··· Records for this task
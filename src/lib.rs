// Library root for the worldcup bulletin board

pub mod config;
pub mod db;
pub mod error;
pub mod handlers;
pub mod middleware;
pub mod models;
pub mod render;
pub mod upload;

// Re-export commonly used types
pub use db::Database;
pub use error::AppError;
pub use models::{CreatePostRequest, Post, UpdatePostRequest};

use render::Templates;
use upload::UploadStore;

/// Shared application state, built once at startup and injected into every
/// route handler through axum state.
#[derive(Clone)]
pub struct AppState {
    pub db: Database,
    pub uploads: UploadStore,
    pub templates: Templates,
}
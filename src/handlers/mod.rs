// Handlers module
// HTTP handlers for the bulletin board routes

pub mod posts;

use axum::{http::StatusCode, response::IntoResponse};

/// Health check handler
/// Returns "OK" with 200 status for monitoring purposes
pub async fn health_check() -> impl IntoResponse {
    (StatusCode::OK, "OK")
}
······
Start at the line with "pub mod handlers;" and stop at the end of the records. Write those lines out exactly and add nothing.

pub mod handlers;
pub mod middleware;
pub mod models;
pub mod render;
pub mod upload;

// Re-export commonly used types
pub use db::Database;
pub use error::AppError;
pub use models::{CreatePostRequest, Post, UpdatePostRequest};

use render::Templates;
use upload::UploadStore;

/// Shared application state, built once at startup and injected into every
/// route handler through axum state.
#[derive(Clone)]
pub struct AppState {
    pub db: Database,
    pub uploads: UploadStore,
    pub templates: Templates,
}
filename src/handlers/mod.rs
// Handlers module
// HTTP handlers for the bulletin board routes

pub mod posts;

use axum::{http::StatusCode, response::IntoResponse};

/// Health check handler
/// Returns "OK" with 200 status for monitoring purposes
pub async fn health_check() -> impl IntoResponse {
    (StatusCode::OK, "OK")
}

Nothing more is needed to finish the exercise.